*** SUPPLIED DATA Section Begins ***
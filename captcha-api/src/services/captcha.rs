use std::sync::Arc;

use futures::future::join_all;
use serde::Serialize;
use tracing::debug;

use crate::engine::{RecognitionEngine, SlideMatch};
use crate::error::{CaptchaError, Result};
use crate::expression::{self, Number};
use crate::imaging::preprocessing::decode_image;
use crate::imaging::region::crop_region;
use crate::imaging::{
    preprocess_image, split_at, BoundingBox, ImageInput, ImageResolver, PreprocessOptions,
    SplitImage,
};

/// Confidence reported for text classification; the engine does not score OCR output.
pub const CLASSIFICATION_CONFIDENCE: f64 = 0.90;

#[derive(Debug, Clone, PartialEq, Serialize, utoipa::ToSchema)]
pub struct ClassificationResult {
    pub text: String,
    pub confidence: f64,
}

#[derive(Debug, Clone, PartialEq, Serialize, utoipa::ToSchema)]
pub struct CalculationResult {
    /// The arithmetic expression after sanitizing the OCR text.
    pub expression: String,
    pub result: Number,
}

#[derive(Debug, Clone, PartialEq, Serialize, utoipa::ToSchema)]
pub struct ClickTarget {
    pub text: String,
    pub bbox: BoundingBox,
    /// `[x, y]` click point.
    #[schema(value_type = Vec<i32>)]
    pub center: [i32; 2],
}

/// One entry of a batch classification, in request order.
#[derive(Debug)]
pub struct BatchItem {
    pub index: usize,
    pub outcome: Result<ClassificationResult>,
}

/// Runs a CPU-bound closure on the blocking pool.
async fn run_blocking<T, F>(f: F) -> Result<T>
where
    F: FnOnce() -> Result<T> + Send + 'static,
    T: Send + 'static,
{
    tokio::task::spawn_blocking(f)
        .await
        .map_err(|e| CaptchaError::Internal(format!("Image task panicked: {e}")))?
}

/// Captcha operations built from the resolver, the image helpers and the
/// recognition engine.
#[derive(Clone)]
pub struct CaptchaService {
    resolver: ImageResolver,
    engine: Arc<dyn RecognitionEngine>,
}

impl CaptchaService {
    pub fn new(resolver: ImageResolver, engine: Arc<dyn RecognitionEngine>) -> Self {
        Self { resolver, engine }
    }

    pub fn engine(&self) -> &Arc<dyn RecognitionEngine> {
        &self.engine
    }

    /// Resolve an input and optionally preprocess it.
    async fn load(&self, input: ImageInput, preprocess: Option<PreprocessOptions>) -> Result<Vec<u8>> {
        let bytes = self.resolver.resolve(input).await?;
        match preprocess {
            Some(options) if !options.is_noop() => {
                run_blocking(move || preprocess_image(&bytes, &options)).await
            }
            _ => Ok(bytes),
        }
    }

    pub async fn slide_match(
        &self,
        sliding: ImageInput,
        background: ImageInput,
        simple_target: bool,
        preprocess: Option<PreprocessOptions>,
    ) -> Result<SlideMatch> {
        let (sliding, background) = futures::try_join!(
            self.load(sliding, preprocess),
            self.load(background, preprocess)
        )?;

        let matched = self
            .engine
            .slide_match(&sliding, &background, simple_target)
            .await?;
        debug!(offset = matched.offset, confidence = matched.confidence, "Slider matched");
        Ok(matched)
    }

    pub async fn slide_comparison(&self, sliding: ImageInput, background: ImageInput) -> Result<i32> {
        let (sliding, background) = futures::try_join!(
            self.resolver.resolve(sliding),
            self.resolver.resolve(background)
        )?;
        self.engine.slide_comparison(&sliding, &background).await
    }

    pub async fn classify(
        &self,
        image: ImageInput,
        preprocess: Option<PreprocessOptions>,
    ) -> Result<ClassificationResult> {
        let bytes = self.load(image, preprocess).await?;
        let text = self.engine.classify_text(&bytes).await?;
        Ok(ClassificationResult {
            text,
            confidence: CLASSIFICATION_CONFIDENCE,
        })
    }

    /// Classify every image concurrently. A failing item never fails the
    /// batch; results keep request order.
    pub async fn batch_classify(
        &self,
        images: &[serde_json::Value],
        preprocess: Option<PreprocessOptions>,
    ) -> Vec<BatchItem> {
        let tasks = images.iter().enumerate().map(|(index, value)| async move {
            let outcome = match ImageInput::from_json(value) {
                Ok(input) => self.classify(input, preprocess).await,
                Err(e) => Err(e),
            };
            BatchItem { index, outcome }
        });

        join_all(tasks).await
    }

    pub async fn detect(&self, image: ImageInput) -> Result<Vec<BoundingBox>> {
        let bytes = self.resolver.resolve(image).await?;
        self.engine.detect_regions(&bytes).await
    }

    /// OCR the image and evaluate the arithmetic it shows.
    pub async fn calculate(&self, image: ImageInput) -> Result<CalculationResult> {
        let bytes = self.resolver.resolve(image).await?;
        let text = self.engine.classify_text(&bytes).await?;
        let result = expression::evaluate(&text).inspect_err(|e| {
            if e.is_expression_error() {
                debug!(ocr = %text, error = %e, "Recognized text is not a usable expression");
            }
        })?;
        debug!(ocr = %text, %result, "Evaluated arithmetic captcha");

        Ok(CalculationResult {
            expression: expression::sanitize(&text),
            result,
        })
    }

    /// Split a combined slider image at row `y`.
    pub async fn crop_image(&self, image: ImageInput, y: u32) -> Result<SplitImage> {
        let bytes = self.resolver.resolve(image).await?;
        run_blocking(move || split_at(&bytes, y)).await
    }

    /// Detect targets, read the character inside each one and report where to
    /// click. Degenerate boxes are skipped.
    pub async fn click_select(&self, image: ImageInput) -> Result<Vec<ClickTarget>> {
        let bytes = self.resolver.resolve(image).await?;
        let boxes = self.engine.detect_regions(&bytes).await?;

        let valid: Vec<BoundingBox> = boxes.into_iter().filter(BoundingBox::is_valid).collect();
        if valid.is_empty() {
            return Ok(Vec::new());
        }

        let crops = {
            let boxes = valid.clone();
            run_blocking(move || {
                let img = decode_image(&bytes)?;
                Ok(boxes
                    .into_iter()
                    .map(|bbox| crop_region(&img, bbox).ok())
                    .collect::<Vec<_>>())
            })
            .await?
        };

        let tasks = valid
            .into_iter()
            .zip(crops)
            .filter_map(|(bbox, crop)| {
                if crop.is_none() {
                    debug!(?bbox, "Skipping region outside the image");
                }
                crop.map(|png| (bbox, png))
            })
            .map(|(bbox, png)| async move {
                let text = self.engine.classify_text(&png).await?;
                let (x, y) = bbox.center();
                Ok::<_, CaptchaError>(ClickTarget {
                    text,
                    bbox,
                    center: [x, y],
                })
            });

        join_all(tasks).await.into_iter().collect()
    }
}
*** SUPPLIED DATA Section Ends ***
◆ **EXERCISE DIRECTIONS**
From the data above, determine how many lines hold "Send", and write only the number.

◆ **SOLUTION BELOW**
2